Like a lot of you, I found the “human-animal hybrid” line peculiar, to say the least. But apparently it’s actually something people are talking about:

Scientists have begun blurring the line between human and animal by producing chimeras—a hybrid creature that’s part human, part animal.

Chinese scientists at the Shanghai Second Medical University in 2003 successfully fused human cells with rabbit eggs. The embryos were reportedly the first human-animal chimeras successfully created. They were allowed to develop for several days in a laboratory dish before the scientists destroyed the embryos to harvest their stem cells.

And at Stanford University in California an experiment might be done later this year to create mice with human brains.

And doesn’t that last image just make you want to run screaming out of the room?

More here.

…okay, cheap laughs aside, here’s a more informed perspective than mine:

It’s pure political calculus. He throws away the mad scientist and pig-man vote, and wins the religious ignoramus vote…and we know which one has the majority here.

But guess what? Creating chimeras is legitimate and useful scientific research; it’s really happening. Of course, it isn’t with the intent of creating monstrous half-animal/half-human slaves or something evil like that, and scientists are well aware (or should be well aware) of the ethical concerns, and it’s the topic of ongoing debate. Let’s consider one recent example of such an experiment.

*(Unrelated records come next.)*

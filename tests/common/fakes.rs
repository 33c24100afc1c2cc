use async_trait::async_trait;
use compat_matrix::artifact_cache::{ArtifactSource, CachedArtifact};
use compat_matrix::backend::{BackendApi, BackendConfig};
use compat_matrix::bootstrap::{LaunchedBackend, LaunchedOrchestrator, ServiceLauncher};
use compat_matrix::catalog::{Build, Platform, ReleaseArtifact, ReleaseEntry, ReleaseFeed, ReleaseIndex};
use compat_matrix::credentials::CredentialSet;
use compat_matrix::error::{CompatError, Result};
use compat_matrix::orchestrator::{AclToken, AllocationStub, JobSpec, OrchestratorApi, OrchestratorConfig};
use compat_matrix::services::{ServiceHandle, ServiceStop};
use parking_lot::Mutex;
use serde_json::json;
use sha2::{Digest, Sha256};
use std::collections::{HashMap, HashSet};
use std::io::{Cursor, Write};
use std::net::SocketAddr;
use std::path::Path;
use std::sync::atomic::{AtomicU32, Ordering};
use std::sync::Arc;

/// Ordered record of everything the fakes were asked to do
#[derive(Debug, Clone, Default)]
pub struct EventLog(Arc<Mutex<Vec<String>>>);

impl EventLog {
    pub fn record(&self, event: impl Into<String>) {
        self.0.lock().push(event.into());
    }

    pub fn events(&self) -> Vec<String> {
        self.0.lock().clone()
    }

    pub fn count(&self, event: &str) -> usize {
        self.0.lock().iter().filter(|e| *e == event).count()
    }

    pub fn position(&self, event: &str) -> Option<usize> {
        self.0.lock().iter().position(|e| e == event)
    }

    pub fn clear(&self) {
        self.0.lock().clear();
    }
}

pub fn linux_amd64() -> Platform {
    Platform::new("linux", "amd64")
}

pub fn build(version: &str) -> Build {
    Build {
        product: "consul".to_string(),
        version: version.parse().unwrap(),
        url: format!("https://releases.example.test/consul/{version}/consul_{version}_linux_amd64.zip"),
        checksums_url: format!("https://releases.example.test/consul/{version}/consul_{version}_SHA256SUMS"),
        platform: linux_amd64(),
        filename: format!("consul_{version}_linux_amd64.zip"),
    }
}

/// Release index with a linux/amd64 archive for every version
pub struct StaticFeed {
    versions: Vec<String>,
}

impl StaticFeed {
    pub fn new(versions: &[&str]) -> Self {
        Self {
            versions: versions.iter().map(|v| v.to_string()).collect(),
        }
    }
}

#[async_trait]
impl ReleaseFeed for StaticFeed {
    fn product(&self) -> &str {
        "consul"
    }

    async fn index(&self) -> Result<ReleaseIndex> {
        let versions = self
            .versions
            .iter()
            .map(|version| {
                let build = build(version);
                (
                    version.clone(),
                    ReleaseEntry {
                        version: version.clone(),
                        shasums: None,
                        builds: vec![ReleaseArtifact {
                            os: build.platform.os,
                            arch: build.platform.arch,
                            filename: build.filename,
                            url: build.url,
                        }],
                    },
                )
            })
            .collect();
        Ok(ReleaseIndex { versions })
    }
}

pub fn archive_with_binary(name: &str) -> Vec<u8> {
    let mut writer = zip::ZipWriter::new(Cursor::new(Vec::new()));
    let options = zip::write::SimpleFileOptions::default()
        .compression_method(zip::CompressionMethod::Stored);
    writer.start_file(name, options).unwrap();
    writer.write_all(b"#!/bin/sh\nexit 0\n").unwrap();
    writer.finish().unwrap().into_inner()
}

/// Serves a valid archive for every build and counts downloads
#[derive(Default)]
pub struct CountingSource {
    pub archive_fetches: AtomicU32,
    /// Versions whose published checksum does not match the archive
    pub corrupt: HashSet<String>,
    /// Versions whose download fails outright
    pub unavailable: HashSet<String>,
}

impl CountingSource {
    pub fn fetches(&self) -> u32 {
        self.archive_fetches.load(Ordering::SeqCst)
    }
}

#[async_trait]
impl ArtifactSource for CountingSource {
    async fn fetch_archive(&self, build: &Build) -> Result<Vec<u8>> {
        self.archive_fetches.fetch_add(1, Ordering::SeqCst);
        if self.unavailable.contains(&build.version.to_string()) {
            return Err(CompatError::fetch(&build.version, "HTTP 404"));
        }
        Ok(archive_with_binary("consul"))
    }

    async fn fetch_checksums(&self, build: &Build) -> Result<String> {
        let digest = if self.corrupt.contains(&build.version.to_string()) {
            hex::encode(Sha256::digest(b"something else"))
        } else {
            hex::encode(Sha256::digest(archive_with_binary("consul")))
        };
        Ok(format!(
            "{digest}  {}\n{}  consul_{}_darwin_arm64.zip\n",
            build.filename,
            "0".repeat(64),
            build.version
        ))
    }
}

struct LoggedStop {
    event: String,
    log: EventLog,
}

#[async_trait]
impl ServiceStop for LoggedStop {
    async fn stop(&mut self) -> Result<()> {
        self.log.record(self.event.clone());
        Ok(())
    }
}

pub fn logged_handle(name: &str, log: &EventLog) -> ServiceHandle {
    ServiceHandle::new(
        name,
        "127.0.0.1:1".parse().unwrap(),
        Box::new(LoggedStop {
            event: format!("{name}:stop"),
            log: log.clone(),
        }),
    )
}

/// Backend that becomes ready after a number of polls
pub struct FakeBackend {
    log: EventLog,
    reported_version: String,
    leader_after: u32,
    ca_root_after: u32,
    leader_polls: AtomicU32,
    ca_polls: AtomicU32,
}

#[async_trait]
impl BackendApi for FakeBackend {
    fn address(&self) -> SocketAddr {
        "127.0.0.1:18500".parse().unwrap()
    }

    async fn leader(&self) -> Result<Option<String>> {
        let poll = self.leader_polls.fetch_add(1, Ordering::SeqCst) + 1;
        if poll < self.leader_after {
            return Ok(None);
        }
        self.log.record("backend:leader");
        Ok(Some("127.0.0.1:18300".to_string()))
    }

    async fn active_ca_root(&self) -> Result<Option<String>> {
        let poll = self.ca_polls.fetch_add(1, Ordering::SeqCst) + 1;
        if poll < self.ca_root_after {
            return Err(CompatError::api("backend", "CA not initialized"));
        }
        self.log.record("backend:ca_root");
        Ok(Some("b2:aa:01".to_string()))
    }

    async fn reported_version(&self) -> Result<String> {
        self.log.record("backend:version");
        Ok(self.reported_version.clone())
    }
}

/// How the fake orchestrator's allocations behave
#[derive(Debug, Clone)]
pub enum WorkloadBehavior {
    /// Allocation appears pending, then running from this poll on
    RunningAfter(u32),
    /// Allocation never leaves this status
    StuckIn(String),
    /// No allocation is ever placed
    NeverPlaced,
}

pub struct FakeOrchestrator {
    log: EventLog,
    behavior: WorkloadBehavior,
    fail_parse: bool,
    fail_deregister: bool,
    token: Mutex<Option<String>>,
    polls: AtomicU32,
}

impl FakeOrchestrator {
    pub fn new(log: &EventLog, behavior: WorkloadBehavior) -> Self {
        Self {
            log: log.clone(),
            behavior,
            fail_parse: false,
            fail_deregister: false,
            token: Mutex::new(None),
            polls: AtomicU32::new(0),
        }
    }

    pub fn failing_parse(mut self) -> Self {
        self.fail_parse = true;
        self
    }

    pub fn failing_deregister(mut self) -> Self {
        self.fail_deregister = true;
        self
    }

    /// Start with a management token already installed
    pub fn authorized(self, token: &str) -> Self {
        *self.token.lock() = Some(token.to_string());
        self
    }

    /// ACLs are enforced: every job endpoint needs the bootstrapped token
    fn authorize(&self, endpoint: &str) -> Result<()> {
        if self.token.lock().is_none() {
            self.log.record(format!("orchestrator:denied:{endpoint}"));
            return Err(CompatError::api(
                "orchestrator",
                format!("{endpoint}: HTTP 403 Forbidden: Permission denied"),
            ));
        }
        Ok(())
    }

    pub fn token(&self) -> Option<String> {
        self.token.lock().clone()
    }

    pub fn polls(&self) -> u32 {
        self.polls.load(Ordering::SeqCst)
    }
}

#[async_trait]
impl OrchestratorApi for FakeOrchestrator {
    fn address(&self) -> SocketAddr {
        "127.0.0.1:14646".parse().unwrap()
    }

    async fn leader(&self) -> Result<Option<String>> {
        Ok(Some("127.0.0.1:14647".to_string()))
    }

    async fn bootstrap_acl(&self, secret: &str) -> Result<AclToken> {
        self.log.record("orchestrator:acl_bootstrap");
        Ok(AclToken {
            accessor_id: "accessor-1".to_string(),
            secret_id: secret.to_string(),
        })
    }

    fn set_token(&self, token: &str) {
        self.log.record(format!("orchestrator:set_token:{token}"));
        *self.token.lock() = Some(token.to_string());
    }

    async fn parse_job(&self, source: &str) -> Result<JobSpec> {
        self.log.record("orchestrator:parse");
        self.authorize("/v1/jobs/parse")?;
        if self.fail_parse {
            return Err(CompatError::api(
                "orchestrator",
                "/v1/jobs/parse: HTTP 400 Bad Request: input.hcl:1,1-2: Invalid block",
            ));
        }
        JobSpec::from_value(json!({"ID": "countdash", "Source": source}))
    }

    async fn register_job(&self, job: &JobSpec) -> Result<()> {
        self.log.record(format!("orchestrator:register:{}", job.id()));
        self.authorize("/v1/jobs")?;
        Ok(())
    }

    async fn deregister_job(&self, job_id: &str, purge: bool) -> Result<()> {
        self.log.record(format!("orchestrator:deregister:{job_id}:{purge}"));
        self.authorize("/v1/job")?;
        if self.fail_deregister {
            return Err(CompatError::api("orchestrator", "connection reset"));
        }
        Ok(())
    }

    async fn job_allocations(&self, _job_id: &str) -> Result<Vec<AllocationStub>> {
        self.authorize("/v1/job/allocations")?;
        let poll = self.polls.fetch_add(1, Ordering::SeqCst) + 1;
        let status = match &self.behavior {
            WorkloadBehavior::NeverPlaced => return Ok(Vec::new()),
            WorkloadBehavior::RunningAfter(n) if poll >= *n => "running".to_string(),
            WorkloadBehavior::RunningAfter(_) => "pending".to_string(),
            WorkloadBehavior::StuckIn(status) => status.clone(),
        };
        Ok(vec![AllocationStub {
            id: "alloc-1".to_string(),
            client_status: status,
        }])
    }
}

/// Per-version backend behavior for [`FakeLauncher`]
#[derive(Debug, Clone)]
pub struct BackendBehavior {
    pub leader_after: u32,
    pub ca_root_after: u32,
    /// Reported version; the requested version when `None`
    pub reported_version: Option<String>,
}

impl Default for BackendBehavior {
    fn default() -> Self {
        Self {
            leader_after: 1,
            ca_root_after: 1,
            reported_version: None,
        }
    }
}

/// Launches fake services and records lifecycle events
pub struct FakeLauncher {
    pub log: EventLog,
    pub backends: HashMap<String, BackendBehavior>,
    pub workloads: HashMap<String, WorkloadBehavior>,
    pub default_workload: WorkloadBehavior,
    pub agent_tokens: Mutex<Vec<String>>,
    pub backend_configs: Mutex<Vec<serde_json::Value>>,
    last_version: Mutex<Option<String>>,
}

impl FakeLauncher {
    pub fn new(log: &EventLog) -> Self {
        Self {
            log: log.clone(),
            backends: HashMap::new(),
            workloads: HashMap::new(),
            default_workload: WorkloadBehavior::RunningAfter(1),
            agent_tokens: Mutex::new(Vec::new()),
            backend_configs: Mutex::new(Vec::new()),
            last_version: Mutex::new(None),
        }
    }

    pub fn with_backend(mut self, version: &str, behavior: BackendBehavior) -> Self {
        self.backends.insert(version.to_string(), behavior);
        self
    }

    pub fn with_workload(mut self, version: &str, behavior: WorkloadBehavior) -> Self {
        self.workloads.insert(version.to_string(), behavior);
        self
    }
}

#[async_trait]
impl ServiceLauncher for FakeLauncher {
    async fn launch_backend(
        &self,
        artifact: &CachedArtifact,
        config: &BackendConfig,
        credentials: &CredentialSet,
    ) -> Result<LaunchedBackend> {
        let version = artifact.build.version.to_string();
        self.log.record("backend:launch");
        self.backend_configs
            .lock()
            .push(serde_json::from_str(&config.to_json()?).unwrap());
        self.agent_tokens
            .lock()
            .push(credentials.agent_token().to_string());
        *self.last_version.lock() = Some(version.clone());

        let behavior = self.backends.get(&version).cloned().unwrap_or_default();
        Ok(LaunchedBackend {
            handle: logged_handle("backend", &self.log),
            client: Arc::new(FakeBackend {
                log: self.log.clone(),
                reported_version: behavior.reported_version.unwrap_or(version),
                leader_after: behavior.leader_after,
                ca_root_after: behavior.ca_root_after,
                leader_polls: AtomicU32::new(0),
                ca_polls: AtomicU32::new(0),
            }),
        })
    }

    async fn launch_orchestrator(
        &self,
        _state_dir: &Path,
        config: &OrchestratorConfig,
    ) -> Result<LaunchedOrchestrator> {
        self.log.record("orchestrator:launch");
        self.log
            .record(format!("orchestrator:consul_token:{}", config.consul.token));

        let version = self.last_version.lock().clone().unwrap_or_default();
        let behavior = self
            .workloads
            .get(&version)
            .cloned()
            .unwrap_or_else(|| self.default_workload.clone());
        Ok(LaunchedOrchestrator {
            handle: logged_handle("orchestrator", &self.log),
            client: Arc::new(FakeOrchestrator::new(&self.log, behavior)),
        })
    }
}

Down syndrome is a very common genetic disorder caused by the presence of an extra chromosome 21. That kind of genetic insult causes a constellation of problems: mild to moderate mental retardation, heart defects, and weakened immune systems, and various superficial abnormalities. It’s also a viable defect, and produces walking, talking, interacting human beings who are loved by their friends and families, who would really like to be able to do something about those lifespan-reducing health problems. We would love to have an animal model of Down syndrome, so that, for example, we could figure out exactly what gene overdose is causing the immune system problems or the heart defects, and develop better treatments for them.

So what scientists have been doing is inserting human genes into mice, to produce similar genetic overdoses in their development. As I reported before, there have been partial insertions, but now a team of researchers has inserted a complete human chromosome 21 into mouse embryonic stem cells, and from those generated a line of aneuploid mice that have many of the symptoms of Down syndrome, including the heart defects. They also have problems in spatial learning and memory that have been traced back to defects in long-term potentiation in the central nervous system.

These mice are a tool to help us understand a debilitating human problem.

George W. Bush would like to make them illegal.